I believe "one to one" initiatives for teachers should precede any one to one initiatives for students. If teachers are not comfortable with the technology, it will only be viewed as an add-on, or burden to their teaching. However, if teachers are first taught how the technology can enhance their instructional practice, and have the support and tools to discover and hone their skills, then the one to one initiative for students will be successful. It's often stated that students have better technology at home than at school. There is also a digital divide between the school's tools and what's available at home. Teachers need to have consistent, up to date technology, to be able to incorporate it into the classroom.

provides guidance to the critical issues in Professional Development. Although this research may not reflect the current reality, the basis holds true for any district thinking about the impact technology can have for both students as well as teachers.

4:50 PM  
Blogger Howard Pitler said...

The correct link for "Is a Laptop Initiative in your Future"is http://www.mcrel.org/PDF/PolicyBriefs/5042PI_PBLaptopInitiative.pdf. I wrote that policy brief to highlight two things.

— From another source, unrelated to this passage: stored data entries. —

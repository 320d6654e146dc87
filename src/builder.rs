use std::fs;
use std::path::Path;

use crate::cmd::{CommandRunner, CommandSpec};
use crate::config::Config;
use crate::error::{DeployError, DeployResult};
use crate::layout::Layout;
use crate::outcome::Warning;
use crate::release::{Clock, Manifest, Release, ReleaseId};
use crate::shared;
use crate::stack::{Policy, Stack, Step};

/// Fetches, links, and builds a new release directory. Nothing
/// it does is visible to the proxy until the activator swaps the
/// `current` pointer.
pub struct ReleaseBuilder<'a> {
    config: &'a Config,
    layout: &'a Layout,
    runner: &'a dyn CommandRunner,
    stack: &'a dyn Stack,
    clock: &'a dyn Clock,
}

impl<'a> ReleaseBuilder<'a> {
    #[must_use]
    pub fn new(
        config: &'a Config,
        layout: &'a Layout,
        runner: &'a dyn CommandRunner,
        stack: &'a dyn Stack,
        clock: &'a dyn Clock,
    ) -> Self {
        Self {
            config,
            layout,
            runner,
            stack,
            clock,
        }
    }

    /// Build a release of `config.branch`.
    ///
    /// A failed fetch removes the half-written directory. Any
    /// later failure leaves the release on disk for inspection.
    pub fn build(&self) -> DeployResult<(Release, Vec<Warning>)> {
        let now = self.clock.now();
        let id = ReleaseId::from_datetime(now);
        let path = self.layout.release_path(&id);

        if fs::symlink_metadata(&path).is_ok() {
            return Err(DeployError::ReleaseCollision(id.to_string()));
        }

        tracing::info!(release = %id, branch = %self.config.branch, "fetching source");
        self.fetch(&path)?;

        let items = self.config.shared_items();
        shared::link(&self.layout.shared_dir(), &path, &items)?;
        tracing::info!(release = %id, items = items.len(), "linked shared state");

        let steps = self.stack.plan(&path)?;
        let warnings = self.run_steps(&steps)?;

        let marker = path.join(self.stack.marker());
        if !marker.exists() {
            tracing::error!(
                release = %id,
                path = %path.display(),
                "build marker missing; release kept for inspection"
            );
            return Err(DeployError::BuildVerification {
                release: id.to_string(),
                marker: self.stack.marker(),
            });
        }

        let served_dir = self.stack.served_dir();
        let manifest = Manifest {
            id: id.clone(),
            branch: self.config.branch.clone(),
            commit: self.commit(&path),
            stack: self.stack.kind(),
            served: served_dir.to_string_lossy().into_owned(),
            built_at: now.format("%Y-%m-%dT%H:%M:%S").to_string(),
        };
        manifest.write(&path)?;

        tracing::info!(release = %id, "release built");
        Ok((Release::new(id, path, &served_dir), warnings))
    }

    fn fetch(&self, path: &Path) -> DeployResult<()> {
        let spec = CommandSpec::new("git")
            .args([
                "clone",
                "--depth",
                "1",
                "--single-branch",
                "--branch",
                self.config.branch.as_str(),
                self.config.repository.as_str(),
            ])
            .arg(path.to_string_lossy())
            .env("GIT_TERMINAL_PROMPT", "0")
            .timeout(self.config.fetch_timeout());

        let reason = match self.runner.run(&spec) {
            Ok(out) if out.success() && path.is_dir() => return Ok(()),
            Ok(out) if out.success() => "clone produced no directory".to_string(),
            Ok(out) => out.reason(),
            Err(e) => e.to_string(),
        };

        if path.exists() {
            if let Err(e) = fs::remove_dir_all(path) {
                tracing::warn!(error = %e, "could not remove failed fetch");
            }
        }
        Err(DeployError::Fetch {
            branch: self.config.branch.clone(),
            reason,
        })
    }

    fn run_steps(&self, steps: &[Step]) -> DeployResult<Vec<Warning>> {
        let mut warnings = Vec::new();

        for step in steps {
            tracing::info!(step = %step.label, "running");
            let reason = match self.runner.run(&step.command) {
                Ok(out) if out.success() => continue,
                Ok(out) => out.reason(),
                Err(e) => e.to_string(),
            };

            match step.policy {
                Policy::Fatal => {
                    tracing::error!(step = %step.label, %reason, "step failed");
                    return Err(DeployError::DependencyInstall {
                        step: step.label.clone(),
                        reason,
                    });
                }
                Policy::BestEffort => {
                    tracing::warn!(step = %step.label, %reason, "best-effort step failed");
                    warnings.push(Warning::best_effort(&step.label, reason));
                }
            }
        }

        Ok(warnings)
    }

    fn commit(&self, path: &Path) -> Option<String> {
        let spec = CommandSpec::new("git").args(["rev-parse", "HEAD"]).current_dir(path);
        match self.runner.run(&spec) {
            Ok(out) if out.success() => {
                let sha = out.stdout.trim();
                (!sha.is_empty()).then(|| sha.to_string())
            }
            _ => None,
        }
    }
}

First, if schools are going to bring significant technology into the classroom, whether is it laptop computers or handhelds, or the new $100 computers that MIT is developing, staff development and a change in pedagogy is required to make the kinds of gains many promise. Look at the change, or lack of change, in teaching as teachers move from overhead projectors to Powerpoint presentations. Little if anything is different. The new tools enable but do not magically create a more project based teaching and learning style. Laptops in every child's hands can lead to communication between students, students and adults, and schools and the world, that are not possible without the technology. Textbooks can become museum artifacts when students and teachers have access to the world.

Second, my final few lines in that article ask a different question. Technology will change education in a postive way in the future - sooner or later. We have a number of excellent examples of how this has already taken place. Like Ron Edmonds said decades ago, how many times do we need to see something before we believe it is possible. We need to make the change in teaching and learning style for the sake of the students in schools today.


8:23 PM  
Blogger Alexander Russo said...

thanks for the corrected links and the comments, howard -- much appreciated

11:49 AM  
Anonymous Ed Miller said...

Lowell Monke, the author of "Charlotte's Webpage" in the current issue of Orion, which you reference, is certainly a teacher and a pragmatist but I would not call him a Luddite. In fact, he was an award-winning teacher of advanced technology courses in Des Moines before he became disillusioned by the increasing problems he saw technology creating. Monke's influence is also prominent in the Alliance for Childhood's report "Tech Tonic," which argues for a slower and more developmentally appropriate approach to teaching technology (see www.allianceforchildhood.org). One of the core principles advocated in that report is "To teach techonology literacy, become technologically literate." That's not the point of view of a Luddite.